## Task data
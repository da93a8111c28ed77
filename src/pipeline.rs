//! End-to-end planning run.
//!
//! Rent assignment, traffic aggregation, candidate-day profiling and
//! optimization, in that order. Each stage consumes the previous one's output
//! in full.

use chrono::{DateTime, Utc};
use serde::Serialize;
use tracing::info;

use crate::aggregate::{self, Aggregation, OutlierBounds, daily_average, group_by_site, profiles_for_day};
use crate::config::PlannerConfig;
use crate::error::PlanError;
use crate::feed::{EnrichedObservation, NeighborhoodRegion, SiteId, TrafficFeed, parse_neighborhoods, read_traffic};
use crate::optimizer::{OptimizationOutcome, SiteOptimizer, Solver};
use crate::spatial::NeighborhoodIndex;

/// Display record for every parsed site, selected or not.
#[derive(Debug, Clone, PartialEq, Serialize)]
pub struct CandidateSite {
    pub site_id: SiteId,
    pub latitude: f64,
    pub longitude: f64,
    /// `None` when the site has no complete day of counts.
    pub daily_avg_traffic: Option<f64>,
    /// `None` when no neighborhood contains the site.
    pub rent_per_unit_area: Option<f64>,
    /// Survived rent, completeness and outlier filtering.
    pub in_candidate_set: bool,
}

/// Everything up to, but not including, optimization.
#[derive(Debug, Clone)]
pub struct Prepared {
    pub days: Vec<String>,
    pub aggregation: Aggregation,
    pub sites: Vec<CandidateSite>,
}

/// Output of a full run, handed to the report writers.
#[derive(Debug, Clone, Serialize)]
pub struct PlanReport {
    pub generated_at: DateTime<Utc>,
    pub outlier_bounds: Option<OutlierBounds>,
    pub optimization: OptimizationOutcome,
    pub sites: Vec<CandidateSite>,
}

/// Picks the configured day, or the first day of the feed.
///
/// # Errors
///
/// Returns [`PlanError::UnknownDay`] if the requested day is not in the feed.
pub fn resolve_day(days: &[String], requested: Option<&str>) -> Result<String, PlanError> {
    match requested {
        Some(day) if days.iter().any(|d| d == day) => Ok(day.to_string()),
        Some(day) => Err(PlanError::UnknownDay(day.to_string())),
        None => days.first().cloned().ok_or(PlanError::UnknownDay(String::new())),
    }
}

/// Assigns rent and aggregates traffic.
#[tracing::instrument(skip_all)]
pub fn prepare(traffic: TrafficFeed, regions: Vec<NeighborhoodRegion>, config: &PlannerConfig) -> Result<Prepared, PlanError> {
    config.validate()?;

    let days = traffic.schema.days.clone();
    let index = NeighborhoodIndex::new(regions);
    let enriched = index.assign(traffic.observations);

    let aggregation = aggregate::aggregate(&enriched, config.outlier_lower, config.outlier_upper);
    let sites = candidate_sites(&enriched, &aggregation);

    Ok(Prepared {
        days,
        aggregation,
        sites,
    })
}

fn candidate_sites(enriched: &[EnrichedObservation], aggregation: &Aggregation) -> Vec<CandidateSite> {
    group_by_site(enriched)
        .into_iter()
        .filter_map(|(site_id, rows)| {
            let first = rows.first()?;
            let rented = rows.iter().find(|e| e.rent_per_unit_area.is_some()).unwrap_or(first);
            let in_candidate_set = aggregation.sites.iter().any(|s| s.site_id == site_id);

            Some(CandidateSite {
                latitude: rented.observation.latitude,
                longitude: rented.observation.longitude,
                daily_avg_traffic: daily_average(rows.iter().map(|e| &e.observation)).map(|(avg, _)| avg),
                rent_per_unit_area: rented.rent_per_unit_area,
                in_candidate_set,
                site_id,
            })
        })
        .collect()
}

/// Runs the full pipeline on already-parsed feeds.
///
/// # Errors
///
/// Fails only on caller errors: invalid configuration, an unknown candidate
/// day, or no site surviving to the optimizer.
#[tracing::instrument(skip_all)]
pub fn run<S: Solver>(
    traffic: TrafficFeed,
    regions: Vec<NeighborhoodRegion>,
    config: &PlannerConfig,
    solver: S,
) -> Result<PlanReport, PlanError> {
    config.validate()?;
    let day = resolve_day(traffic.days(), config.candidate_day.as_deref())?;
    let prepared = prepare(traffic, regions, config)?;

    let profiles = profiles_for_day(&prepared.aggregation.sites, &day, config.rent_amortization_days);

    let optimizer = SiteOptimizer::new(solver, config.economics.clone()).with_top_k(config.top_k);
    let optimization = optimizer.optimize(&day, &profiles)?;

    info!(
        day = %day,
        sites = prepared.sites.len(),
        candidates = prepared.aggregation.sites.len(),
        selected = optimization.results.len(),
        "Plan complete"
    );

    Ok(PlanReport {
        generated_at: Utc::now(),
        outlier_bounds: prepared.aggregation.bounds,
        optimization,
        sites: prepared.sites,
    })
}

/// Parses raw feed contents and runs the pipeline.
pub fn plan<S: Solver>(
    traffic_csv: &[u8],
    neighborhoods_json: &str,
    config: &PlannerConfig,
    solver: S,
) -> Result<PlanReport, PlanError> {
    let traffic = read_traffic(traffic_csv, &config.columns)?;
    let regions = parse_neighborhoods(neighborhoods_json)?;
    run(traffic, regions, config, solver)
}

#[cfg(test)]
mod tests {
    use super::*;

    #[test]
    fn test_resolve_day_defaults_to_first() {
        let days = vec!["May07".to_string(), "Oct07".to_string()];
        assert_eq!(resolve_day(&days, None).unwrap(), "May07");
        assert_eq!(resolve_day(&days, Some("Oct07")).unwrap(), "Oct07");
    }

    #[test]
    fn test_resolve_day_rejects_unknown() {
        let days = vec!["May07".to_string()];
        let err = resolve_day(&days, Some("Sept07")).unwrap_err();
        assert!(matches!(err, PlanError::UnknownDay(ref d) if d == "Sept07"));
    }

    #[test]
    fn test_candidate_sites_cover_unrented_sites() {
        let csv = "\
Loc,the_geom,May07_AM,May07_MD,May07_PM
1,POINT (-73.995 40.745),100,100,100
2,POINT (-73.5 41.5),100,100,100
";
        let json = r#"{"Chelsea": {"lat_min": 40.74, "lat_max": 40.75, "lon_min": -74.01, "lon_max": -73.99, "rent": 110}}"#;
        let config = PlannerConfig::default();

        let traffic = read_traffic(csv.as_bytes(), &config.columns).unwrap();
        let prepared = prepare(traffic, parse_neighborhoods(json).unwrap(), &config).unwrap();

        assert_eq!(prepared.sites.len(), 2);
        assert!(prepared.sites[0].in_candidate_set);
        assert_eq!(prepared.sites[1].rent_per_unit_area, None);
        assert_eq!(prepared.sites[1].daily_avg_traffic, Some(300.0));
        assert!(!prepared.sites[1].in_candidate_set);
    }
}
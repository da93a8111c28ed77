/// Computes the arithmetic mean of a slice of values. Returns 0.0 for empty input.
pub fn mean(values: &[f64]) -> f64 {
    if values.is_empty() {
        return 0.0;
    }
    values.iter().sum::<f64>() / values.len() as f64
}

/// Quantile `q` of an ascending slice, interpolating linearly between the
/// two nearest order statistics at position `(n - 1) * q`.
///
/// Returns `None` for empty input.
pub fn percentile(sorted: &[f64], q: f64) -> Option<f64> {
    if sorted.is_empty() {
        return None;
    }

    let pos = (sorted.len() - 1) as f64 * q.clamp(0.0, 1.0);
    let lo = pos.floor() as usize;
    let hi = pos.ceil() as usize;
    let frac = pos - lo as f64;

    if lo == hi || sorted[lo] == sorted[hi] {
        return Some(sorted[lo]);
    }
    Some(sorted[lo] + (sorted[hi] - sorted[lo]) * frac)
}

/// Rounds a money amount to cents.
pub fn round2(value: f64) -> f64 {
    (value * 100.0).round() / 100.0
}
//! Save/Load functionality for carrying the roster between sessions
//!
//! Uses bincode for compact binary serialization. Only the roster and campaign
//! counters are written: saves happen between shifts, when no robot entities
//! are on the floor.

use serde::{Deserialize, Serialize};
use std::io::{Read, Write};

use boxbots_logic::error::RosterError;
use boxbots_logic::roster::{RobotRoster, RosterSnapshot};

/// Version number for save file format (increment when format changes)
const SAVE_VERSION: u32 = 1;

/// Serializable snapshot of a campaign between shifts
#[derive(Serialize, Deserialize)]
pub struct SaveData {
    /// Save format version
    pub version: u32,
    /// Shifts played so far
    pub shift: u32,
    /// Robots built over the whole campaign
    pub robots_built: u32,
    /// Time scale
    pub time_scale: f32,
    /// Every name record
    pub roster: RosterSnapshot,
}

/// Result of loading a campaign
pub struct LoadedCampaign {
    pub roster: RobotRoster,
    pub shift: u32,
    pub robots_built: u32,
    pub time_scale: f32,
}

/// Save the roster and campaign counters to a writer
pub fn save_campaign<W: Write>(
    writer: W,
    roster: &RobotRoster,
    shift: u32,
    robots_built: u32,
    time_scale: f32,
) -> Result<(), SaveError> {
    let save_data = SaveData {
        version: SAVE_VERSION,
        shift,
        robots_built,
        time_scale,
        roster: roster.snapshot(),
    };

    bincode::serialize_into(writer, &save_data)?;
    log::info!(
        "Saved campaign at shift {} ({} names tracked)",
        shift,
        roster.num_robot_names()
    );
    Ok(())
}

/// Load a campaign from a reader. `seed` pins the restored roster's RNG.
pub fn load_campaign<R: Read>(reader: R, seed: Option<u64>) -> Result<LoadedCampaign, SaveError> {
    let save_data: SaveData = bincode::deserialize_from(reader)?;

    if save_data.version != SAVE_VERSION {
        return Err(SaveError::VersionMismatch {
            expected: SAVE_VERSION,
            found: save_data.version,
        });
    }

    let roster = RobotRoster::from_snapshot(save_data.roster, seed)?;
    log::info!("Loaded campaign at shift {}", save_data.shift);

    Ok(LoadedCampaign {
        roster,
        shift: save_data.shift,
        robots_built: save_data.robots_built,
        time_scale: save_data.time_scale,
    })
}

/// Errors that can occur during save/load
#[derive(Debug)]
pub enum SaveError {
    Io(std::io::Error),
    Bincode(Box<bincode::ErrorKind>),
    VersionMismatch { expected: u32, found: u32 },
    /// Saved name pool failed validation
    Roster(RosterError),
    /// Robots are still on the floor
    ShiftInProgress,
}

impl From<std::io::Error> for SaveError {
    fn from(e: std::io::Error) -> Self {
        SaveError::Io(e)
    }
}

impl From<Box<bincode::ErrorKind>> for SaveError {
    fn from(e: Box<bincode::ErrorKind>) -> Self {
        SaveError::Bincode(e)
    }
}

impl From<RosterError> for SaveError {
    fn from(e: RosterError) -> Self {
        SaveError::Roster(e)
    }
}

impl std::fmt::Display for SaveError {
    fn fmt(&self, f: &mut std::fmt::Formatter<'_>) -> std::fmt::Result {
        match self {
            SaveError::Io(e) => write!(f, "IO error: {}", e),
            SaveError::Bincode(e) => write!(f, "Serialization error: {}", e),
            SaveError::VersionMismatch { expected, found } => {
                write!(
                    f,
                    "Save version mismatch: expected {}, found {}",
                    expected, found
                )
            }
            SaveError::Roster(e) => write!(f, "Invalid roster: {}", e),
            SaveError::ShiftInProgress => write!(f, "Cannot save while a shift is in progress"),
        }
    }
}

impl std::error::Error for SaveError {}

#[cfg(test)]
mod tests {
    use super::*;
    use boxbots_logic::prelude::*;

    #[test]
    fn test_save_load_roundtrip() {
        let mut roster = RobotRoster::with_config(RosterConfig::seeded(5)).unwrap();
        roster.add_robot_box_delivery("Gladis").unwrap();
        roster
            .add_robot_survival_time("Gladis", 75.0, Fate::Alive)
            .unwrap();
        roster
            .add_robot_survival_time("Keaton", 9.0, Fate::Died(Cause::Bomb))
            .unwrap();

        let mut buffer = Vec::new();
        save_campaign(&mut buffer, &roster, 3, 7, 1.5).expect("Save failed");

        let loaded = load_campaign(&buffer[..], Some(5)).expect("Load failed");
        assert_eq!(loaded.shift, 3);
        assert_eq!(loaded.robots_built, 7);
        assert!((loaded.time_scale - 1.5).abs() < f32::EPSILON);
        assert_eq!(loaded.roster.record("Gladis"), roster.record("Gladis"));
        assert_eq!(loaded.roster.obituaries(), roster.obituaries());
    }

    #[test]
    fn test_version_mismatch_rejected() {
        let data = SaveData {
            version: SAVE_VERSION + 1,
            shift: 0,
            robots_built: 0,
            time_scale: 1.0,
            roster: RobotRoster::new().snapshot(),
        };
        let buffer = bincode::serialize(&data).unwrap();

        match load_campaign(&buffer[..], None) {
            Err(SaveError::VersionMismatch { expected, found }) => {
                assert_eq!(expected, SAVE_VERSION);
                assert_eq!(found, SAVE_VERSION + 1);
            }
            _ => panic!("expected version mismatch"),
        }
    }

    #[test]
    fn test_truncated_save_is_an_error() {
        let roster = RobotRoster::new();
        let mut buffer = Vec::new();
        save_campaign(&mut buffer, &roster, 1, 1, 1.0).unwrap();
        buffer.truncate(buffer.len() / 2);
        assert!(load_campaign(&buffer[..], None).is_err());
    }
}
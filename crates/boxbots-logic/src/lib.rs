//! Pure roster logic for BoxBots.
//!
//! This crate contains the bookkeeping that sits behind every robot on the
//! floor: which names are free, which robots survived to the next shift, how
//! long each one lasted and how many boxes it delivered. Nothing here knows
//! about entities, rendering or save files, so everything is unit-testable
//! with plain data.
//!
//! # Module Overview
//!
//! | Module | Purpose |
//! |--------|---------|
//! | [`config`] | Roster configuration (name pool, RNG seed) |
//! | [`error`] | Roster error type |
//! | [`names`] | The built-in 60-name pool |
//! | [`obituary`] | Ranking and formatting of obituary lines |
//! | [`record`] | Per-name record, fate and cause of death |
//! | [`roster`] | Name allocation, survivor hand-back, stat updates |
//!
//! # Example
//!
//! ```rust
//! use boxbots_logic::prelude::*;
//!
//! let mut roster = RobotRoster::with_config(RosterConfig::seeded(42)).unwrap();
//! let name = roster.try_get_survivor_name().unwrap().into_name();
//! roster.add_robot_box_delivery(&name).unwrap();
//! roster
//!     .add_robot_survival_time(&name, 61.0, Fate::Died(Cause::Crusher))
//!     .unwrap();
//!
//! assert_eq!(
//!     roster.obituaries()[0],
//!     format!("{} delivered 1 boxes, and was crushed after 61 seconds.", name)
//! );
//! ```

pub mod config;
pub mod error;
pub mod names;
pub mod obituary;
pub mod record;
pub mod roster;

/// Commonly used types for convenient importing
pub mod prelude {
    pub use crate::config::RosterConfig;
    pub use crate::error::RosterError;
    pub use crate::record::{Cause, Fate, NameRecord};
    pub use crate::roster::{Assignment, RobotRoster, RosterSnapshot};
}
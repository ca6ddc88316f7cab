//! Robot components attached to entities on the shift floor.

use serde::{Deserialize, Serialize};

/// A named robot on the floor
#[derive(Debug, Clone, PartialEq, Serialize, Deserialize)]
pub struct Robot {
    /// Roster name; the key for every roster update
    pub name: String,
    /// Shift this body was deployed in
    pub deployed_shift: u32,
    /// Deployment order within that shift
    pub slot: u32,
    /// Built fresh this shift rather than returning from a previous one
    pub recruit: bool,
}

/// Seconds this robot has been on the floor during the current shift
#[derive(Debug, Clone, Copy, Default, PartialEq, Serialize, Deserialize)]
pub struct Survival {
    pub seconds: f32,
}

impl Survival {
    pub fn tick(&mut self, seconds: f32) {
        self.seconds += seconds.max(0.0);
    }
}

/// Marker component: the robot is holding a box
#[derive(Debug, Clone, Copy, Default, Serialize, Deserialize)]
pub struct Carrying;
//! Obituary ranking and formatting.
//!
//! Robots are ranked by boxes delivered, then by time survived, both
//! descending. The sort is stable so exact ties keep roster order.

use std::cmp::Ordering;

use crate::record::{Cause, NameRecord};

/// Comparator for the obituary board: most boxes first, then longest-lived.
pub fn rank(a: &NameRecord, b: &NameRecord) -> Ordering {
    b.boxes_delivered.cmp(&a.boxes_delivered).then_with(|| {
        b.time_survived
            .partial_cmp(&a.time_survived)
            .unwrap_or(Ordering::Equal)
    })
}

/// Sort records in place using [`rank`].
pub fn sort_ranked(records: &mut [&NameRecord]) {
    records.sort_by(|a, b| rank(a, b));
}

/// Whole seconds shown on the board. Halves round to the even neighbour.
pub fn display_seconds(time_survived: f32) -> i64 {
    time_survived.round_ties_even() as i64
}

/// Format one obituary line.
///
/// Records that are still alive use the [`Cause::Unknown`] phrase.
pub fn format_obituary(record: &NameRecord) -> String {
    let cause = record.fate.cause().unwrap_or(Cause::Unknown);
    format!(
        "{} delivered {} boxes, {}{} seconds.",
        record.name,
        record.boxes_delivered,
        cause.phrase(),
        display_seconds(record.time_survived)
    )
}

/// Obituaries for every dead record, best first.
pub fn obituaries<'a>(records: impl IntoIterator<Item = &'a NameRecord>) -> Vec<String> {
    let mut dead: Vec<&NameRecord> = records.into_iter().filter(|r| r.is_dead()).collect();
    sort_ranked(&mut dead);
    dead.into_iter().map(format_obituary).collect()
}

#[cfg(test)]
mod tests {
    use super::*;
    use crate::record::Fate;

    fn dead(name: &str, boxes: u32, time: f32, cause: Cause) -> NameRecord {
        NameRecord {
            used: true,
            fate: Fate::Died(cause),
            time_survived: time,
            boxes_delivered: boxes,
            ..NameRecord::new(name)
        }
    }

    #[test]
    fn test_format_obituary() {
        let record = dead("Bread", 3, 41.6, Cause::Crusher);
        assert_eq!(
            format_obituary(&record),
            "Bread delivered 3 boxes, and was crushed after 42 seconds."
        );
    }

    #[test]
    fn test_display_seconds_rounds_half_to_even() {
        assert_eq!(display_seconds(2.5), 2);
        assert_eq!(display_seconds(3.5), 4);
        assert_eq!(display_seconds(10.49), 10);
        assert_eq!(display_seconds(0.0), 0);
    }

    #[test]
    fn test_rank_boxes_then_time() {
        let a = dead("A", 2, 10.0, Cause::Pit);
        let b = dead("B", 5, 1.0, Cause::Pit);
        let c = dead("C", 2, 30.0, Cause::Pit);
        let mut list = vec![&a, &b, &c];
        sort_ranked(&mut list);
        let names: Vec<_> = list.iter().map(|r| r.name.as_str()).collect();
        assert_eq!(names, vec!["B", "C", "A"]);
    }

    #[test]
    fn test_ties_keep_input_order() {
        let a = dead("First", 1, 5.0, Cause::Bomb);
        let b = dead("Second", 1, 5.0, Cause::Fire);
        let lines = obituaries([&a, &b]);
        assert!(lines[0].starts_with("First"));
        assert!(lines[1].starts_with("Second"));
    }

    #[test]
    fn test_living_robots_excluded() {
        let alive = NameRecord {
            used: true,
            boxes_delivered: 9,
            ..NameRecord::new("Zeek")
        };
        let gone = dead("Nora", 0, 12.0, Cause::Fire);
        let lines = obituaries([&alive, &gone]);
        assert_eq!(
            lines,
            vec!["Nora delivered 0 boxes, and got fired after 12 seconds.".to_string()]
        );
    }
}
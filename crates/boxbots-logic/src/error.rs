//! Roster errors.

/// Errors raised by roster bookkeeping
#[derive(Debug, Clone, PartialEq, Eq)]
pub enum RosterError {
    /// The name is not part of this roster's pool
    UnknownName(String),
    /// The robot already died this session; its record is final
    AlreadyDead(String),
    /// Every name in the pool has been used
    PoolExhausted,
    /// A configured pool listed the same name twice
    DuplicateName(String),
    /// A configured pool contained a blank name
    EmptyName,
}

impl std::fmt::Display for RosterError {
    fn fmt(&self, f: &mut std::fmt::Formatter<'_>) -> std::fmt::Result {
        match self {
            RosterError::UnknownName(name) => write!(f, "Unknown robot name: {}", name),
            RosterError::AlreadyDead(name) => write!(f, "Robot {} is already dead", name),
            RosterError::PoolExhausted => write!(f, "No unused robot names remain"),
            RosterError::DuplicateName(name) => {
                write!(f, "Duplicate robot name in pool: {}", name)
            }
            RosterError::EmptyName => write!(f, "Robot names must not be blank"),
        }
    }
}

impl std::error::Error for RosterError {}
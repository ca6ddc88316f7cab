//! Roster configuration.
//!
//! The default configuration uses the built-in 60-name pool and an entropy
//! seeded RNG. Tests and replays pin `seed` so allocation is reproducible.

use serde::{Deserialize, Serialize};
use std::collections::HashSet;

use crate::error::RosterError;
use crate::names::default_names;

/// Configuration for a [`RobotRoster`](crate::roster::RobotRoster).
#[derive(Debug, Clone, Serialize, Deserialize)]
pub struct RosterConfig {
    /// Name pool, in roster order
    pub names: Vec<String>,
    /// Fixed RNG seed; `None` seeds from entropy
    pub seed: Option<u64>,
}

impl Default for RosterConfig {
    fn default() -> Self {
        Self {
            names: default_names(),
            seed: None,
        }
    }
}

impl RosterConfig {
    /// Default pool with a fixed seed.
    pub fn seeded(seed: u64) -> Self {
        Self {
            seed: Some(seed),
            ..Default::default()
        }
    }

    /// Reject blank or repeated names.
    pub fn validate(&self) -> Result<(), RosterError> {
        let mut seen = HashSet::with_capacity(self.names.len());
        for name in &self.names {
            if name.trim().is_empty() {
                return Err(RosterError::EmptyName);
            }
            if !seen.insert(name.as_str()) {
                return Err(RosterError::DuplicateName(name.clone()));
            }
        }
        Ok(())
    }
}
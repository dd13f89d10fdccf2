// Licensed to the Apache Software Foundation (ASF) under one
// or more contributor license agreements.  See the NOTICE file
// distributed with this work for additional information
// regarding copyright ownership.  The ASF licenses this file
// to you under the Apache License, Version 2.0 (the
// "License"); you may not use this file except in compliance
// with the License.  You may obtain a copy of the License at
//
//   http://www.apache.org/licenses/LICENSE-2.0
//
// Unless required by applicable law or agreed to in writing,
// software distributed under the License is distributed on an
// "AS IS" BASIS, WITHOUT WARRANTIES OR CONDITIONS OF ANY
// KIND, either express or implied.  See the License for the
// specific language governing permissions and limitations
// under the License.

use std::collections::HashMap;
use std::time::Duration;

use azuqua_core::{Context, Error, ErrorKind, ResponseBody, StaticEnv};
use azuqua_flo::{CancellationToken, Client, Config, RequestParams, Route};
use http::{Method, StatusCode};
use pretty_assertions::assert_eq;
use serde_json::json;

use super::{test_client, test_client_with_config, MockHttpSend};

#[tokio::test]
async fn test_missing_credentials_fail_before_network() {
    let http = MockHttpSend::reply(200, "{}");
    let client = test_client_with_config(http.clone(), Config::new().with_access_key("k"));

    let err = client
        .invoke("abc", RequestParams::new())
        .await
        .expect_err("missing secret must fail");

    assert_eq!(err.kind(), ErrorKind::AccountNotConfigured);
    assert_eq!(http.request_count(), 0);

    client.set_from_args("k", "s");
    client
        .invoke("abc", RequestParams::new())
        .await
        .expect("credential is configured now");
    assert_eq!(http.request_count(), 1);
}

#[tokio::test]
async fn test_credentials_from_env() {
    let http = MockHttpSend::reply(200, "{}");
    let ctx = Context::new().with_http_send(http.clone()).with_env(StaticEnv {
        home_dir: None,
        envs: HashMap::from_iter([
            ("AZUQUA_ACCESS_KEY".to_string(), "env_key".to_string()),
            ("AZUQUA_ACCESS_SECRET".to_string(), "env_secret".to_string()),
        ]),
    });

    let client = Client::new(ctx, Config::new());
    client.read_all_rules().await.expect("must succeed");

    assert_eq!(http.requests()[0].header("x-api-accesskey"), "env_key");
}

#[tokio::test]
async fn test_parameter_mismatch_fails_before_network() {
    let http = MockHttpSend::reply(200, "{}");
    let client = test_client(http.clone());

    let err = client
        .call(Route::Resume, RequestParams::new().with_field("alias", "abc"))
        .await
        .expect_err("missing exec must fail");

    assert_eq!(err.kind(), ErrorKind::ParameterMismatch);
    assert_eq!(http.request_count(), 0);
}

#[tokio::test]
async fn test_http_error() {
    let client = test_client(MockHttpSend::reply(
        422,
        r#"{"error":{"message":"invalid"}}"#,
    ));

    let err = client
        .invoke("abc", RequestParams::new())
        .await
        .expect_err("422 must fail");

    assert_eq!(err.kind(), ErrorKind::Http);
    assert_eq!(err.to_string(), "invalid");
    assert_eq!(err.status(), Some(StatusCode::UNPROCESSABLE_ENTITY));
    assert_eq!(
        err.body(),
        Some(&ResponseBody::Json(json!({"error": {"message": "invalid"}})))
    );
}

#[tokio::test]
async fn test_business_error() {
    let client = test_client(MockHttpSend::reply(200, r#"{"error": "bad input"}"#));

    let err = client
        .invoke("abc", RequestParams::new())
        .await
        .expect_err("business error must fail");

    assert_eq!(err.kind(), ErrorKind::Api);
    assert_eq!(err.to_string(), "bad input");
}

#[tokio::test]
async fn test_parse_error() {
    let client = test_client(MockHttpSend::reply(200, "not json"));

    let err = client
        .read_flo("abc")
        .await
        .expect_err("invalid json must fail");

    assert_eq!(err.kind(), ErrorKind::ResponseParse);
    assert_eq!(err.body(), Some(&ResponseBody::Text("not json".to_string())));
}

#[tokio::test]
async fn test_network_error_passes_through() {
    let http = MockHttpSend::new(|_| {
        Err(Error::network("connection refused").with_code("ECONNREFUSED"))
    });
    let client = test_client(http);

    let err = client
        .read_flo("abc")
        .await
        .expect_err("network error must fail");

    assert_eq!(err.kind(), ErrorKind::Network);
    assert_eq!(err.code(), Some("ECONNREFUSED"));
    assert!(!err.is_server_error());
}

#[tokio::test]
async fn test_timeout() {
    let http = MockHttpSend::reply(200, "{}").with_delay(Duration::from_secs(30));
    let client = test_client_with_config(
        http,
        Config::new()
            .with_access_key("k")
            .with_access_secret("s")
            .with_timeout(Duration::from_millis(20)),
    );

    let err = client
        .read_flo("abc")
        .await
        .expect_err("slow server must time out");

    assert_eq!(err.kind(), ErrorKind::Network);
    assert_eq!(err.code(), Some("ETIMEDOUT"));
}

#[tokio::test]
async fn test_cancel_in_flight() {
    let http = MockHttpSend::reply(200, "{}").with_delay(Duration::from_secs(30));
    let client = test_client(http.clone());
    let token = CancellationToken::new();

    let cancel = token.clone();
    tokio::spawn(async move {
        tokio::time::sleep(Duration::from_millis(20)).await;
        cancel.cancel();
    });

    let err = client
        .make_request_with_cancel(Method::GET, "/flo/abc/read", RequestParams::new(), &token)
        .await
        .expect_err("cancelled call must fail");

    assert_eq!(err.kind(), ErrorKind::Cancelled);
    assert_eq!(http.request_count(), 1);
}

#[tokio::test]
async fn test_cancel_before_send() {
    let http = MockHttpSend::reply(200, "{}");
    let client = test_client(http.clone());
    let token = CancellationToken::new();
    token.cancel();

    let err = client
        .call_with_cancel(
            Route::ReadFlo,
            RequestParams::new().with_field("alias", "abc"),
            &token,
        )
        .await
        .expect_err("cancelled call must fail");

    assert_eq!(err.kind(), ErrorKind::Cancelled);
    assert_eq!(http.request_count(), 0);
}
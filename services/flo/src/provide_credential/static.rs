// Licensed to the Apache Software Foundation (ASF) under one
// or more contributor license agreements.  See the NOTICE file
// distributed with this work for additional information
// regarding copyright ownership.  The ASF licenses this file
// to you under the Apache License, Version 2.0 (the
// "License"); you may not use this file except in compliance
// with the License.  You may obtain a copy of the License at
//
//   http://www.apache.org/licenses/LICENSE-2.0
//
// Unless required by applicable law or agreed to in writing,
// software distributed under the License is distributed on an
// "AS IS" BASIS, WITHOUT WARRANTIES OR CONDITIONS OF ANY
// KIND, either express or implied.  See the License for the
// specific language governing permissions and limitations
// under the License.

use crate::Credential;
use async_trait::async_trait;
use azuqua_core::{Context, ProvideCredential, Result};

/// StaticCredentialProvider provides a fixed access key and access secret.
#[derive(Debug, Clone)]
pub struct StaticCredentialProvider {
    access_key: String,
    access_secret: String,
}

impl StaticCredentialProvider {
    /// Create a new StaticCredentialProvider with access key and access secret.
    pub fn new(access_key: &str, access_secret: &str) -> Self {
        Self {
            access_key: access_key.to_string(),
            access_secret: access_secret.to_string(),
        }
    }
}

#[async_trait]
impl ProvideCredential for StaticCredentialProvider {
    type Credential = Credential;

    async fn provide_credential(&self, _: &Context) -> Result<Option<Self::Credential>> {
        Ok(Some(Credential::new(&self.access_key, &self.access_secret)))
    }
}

## Work order
Throughout the listing above, how many lines hold the word "Crusher"? Answer with only the number.

## Problem solution
2